- _Excerpted records_:
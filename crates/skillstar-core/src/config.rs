use serde::{Deserialize, Serialize};
use thiserror::Error;

use crate::color::Rgba;
use crate::geometry::Point;

// ── Errors ────────────────────────────────────────────────────────────

/// Rejected chart input. Nothing is drawn when one of these is returned.
#[derive(Error, Debug, Clone, PartialEq, Eq)]
pub enum ConfigError {
    #[error("Skill set is empty: at least one skill is required")]
    NoSkills,

    #[error("Depth must be at least 1, got {0}")]
    InvalidDepth(i32),

    #[error("Canvas size must be positive, got {width}x{height}")]
    InvalidCanvas { width: u32, height: u32 },

    #[error("Radius must be positive, got {0}")]
    InvalidRadius(u32),

    #[error("Person '{person}' has {values} skill values for {skills} skills")]
    LengthMismatch {
        person: String,
        skills: usize,
        values: usize,
    },

    #[error(
        "Orbit grid has {grid_skills} skills at depth {grid_depth}, \
         skill set has {skills} skills at depth {depth}"
    )]
    GridMismatch {
        grid_skills: usize,
        grid_depth: usize,
        skills: usize,
        depth: i32,
    },

    #[error("Value {value} for skill '{skill}' is outside [0, {depth}]")]
    ValueOutOfRange {
        skill: String,
        value: i32,
        depth: i32,
    },
}

// ── Inputs ────────────────────────────────────────────────────────────

/// The chart's axes: skill names in angular order and the maximum skill value.
#[derive(Debug, Clone, PartialEq, Serialize, Deserialize)]
pub struct SkillSetConfig {
    pub skills: Vec<String>,
    pub depth: i32,
}

impl SkillSetConfig {
    pub fn new<S: Into<String>>(skills: impl IntoIterator<Item = S>, depth: i32) -> Self {
        Self {
            skills: skills.into_iter().map(Into::into).collect(),
            depth,
        }
    }

    pub fn skill_count(&self) -> usize {
        self.skills.len()
    }

    pub fn validate(&self) -> Result<(), ConfigError> {
        if self.skills.is_empty() {
            return Err(ConfigError::NoSkills);
        }
        if self.depth < 1 {
            return Err(ConfigError::InvalidDepth(self.depth));
        }
        Ok(())
    }
}

/// A person's scores, one per skill in the skill set's order.
#[derive(Debug, Clone, PartialEq, Serialize, Deserialize)]
pub struct Person {
    pub name: String,
    pub skill_values: Vec<i32>,
}

impl Person {
    pub fn new(name: &str, skill_values: Vec<i32>) -> Self {
        Self {
            name: name.to_string(),
            skill_values,
        }
    }

    /// Checks the values against `skills`; assumes `skills` itself is valid.
    pub fn validate_against(&self, skills: &SkillSetConfig) -> Result<(), ConfigError> {
        if self.skill_values.len() != skills.skill_count() {
            return Err(ConfigError::LengthMismatch {
                person: self.name.clone(),
                skills: skills.skill_count(),
                values: self.skill_values.len(),
            });
        }
        for (skill, &value) in skills.skills.iter().zip(&self.skill_values) {
            if !(0..=skills.depth).contains(&value) {
                return Err(ConfigError::ValueOutOfRange {
                    skill: skill.clone(),
                    value,
                    depth: skills.depth,
                });
            }
        }
        Ok(())
    }
}

/// Output raster settings.
#[derive(Debug, Clone, PartialEq, Serialize, Deserialize)]
#[serde(default)]
pub struct RenderConfig {
    pub width: u32,
    pub height: u32,
    /// Whether a caller-side layer should print the person's name. Not drawn by the renderer.
    pub need_name: bool,
    pub background_color: Rgba,
    pub text_color: Rgba,
    pub person_color: Rgba,
    pub stroke_color: Rgba,
    /// Outer ring radius in pixels.
    pub radius: u32,
}

impl Default for RenderConfig {
    fn default() -> Self {
        Self {
            width: 600,
            height: 600,
            need_name: false,
            background_color: Rgba::WHITE,
            text_color: Rgba::BLACK,
            person_color: Rgba::PINK,
            stroke_color: Rgba::BLACK,
            radius: 250,
        }
    }
}

impl RenderConfig {
    pub fn new(width: u32, height: u32, radius: u32) -> Self {
        Self {
            width,
            height,
            radius,
            ..Default::default()
        }
    }

    pub fn with_background(mut self, color: Rgba) -> Self {
        self.background_color = color;
        self
    }

    pub fn with_person_color(mut self, color: Rgba) -> Self {
        self.person_color = color;
        self
    }

    pub fn with_stroke_color(mut self, color: Rgba) -> Self {
        self.stroke_color = color;
        self
    }

    pub fn with_radius(mut self, radius: u32) -> Self {
        self.radius = radius;
        self
    }

    pub fn center(&self) -> Point {
        Point::new(self.width as f64 / 2.0, self.height as f64 / 2.0)
    }

    /// Whether the outer ring fits inside the canvas.
    pub fn radius_fits(&self) -> bool {
        self.radius <= self.width.min(self.height) / 2
    }

    pub fn validate(&self) -> Result<(), ConfigError> {
        if self.width == 0 || self.height == 0 {
            return Err(ConfigError::InvalidCanvas {
                width: self.width,
                height: self.height,
            });
        }
        if self.radius == 0 {
            return Err(ConfigError::InvalidRadius(self.radius));
        }
        if !self.radius_fits() {
            log::warn!(
                "Radius {} exceeds half the canvas ({}x{}); the chart will be clipped",
                self.radius,
                self.width,
                self.height
            );
        }
        Ok(())
    }
}

/// Validates all three inputs, canvas first, then skills, then the person.
pub fn validate(
    skills: &SkillSetConfig,
    render: &RenderConfig,
    person: &Person,
) -> Result<(), ConfigError> {
    render.validate()?;
    skills.validate()?;
    person.validate_against(skills)
}
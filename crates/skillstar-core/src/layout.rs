//! Evenly spaced samples and the radial point layout built on them.

use std::f64::consts::TAU;

use crate::geometry::Point;

/// Returns `count` evenly spaced numbers over the closed interval `[start, stop]`.
///
/// The last sample is always exactly `stop`, so accumulated rounding never
/// shifts the outermost value.
pub fn linspace(start: f64, stop: f64, count: usize) -> Vec<f64> {
    match count {
        0 => Vec::new(),
        1 => vec![start],
        _ => {
            let step = (stop - start) / (count - 1) as f64;
            let mut values: Vec<f64> = (0..count).map(|i| start + i as f64 * step).collect();
            values[count - 1] = stop;
            values
        }
    }
}

/// Lays out `count` points on a circle of `radius` around `center`.
///
/// Angles come from `linspace(0, 2π, count)`, so the last point sits on the
/// same angle as the first and closes the polygon. Angle 0 lies on the vertical
/// axis through the center (`x = cx + r·sin θ`, `y = cy + r·cos θ`).
pub fn circle_points(radius: f64, count: usize, center: Point) -> Vec<Point> {
    let mut points: Vec<Point> = linspace(0.0, TAU, count)
        .into_iter()
        .map(|angle| center.translate(radius * angle.sin(), radius * angle.cos()))
        .collect();

    // sin(2π) is not exactly zero in f64; reuse the first vertex so closure is exact.
    if count >= 2 {
        points[count - 1] = points[0];
    }
    points
}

- _Exercise goal_: Lines with "collect": find them in the data and copy each one.

- _Solution_:
            skills: skills.into_iter().map(Into::into).collect(),
            let mut values: Vec<f64> = (0..count).map(|i| start + i as f64 * step).collect();
        .collect();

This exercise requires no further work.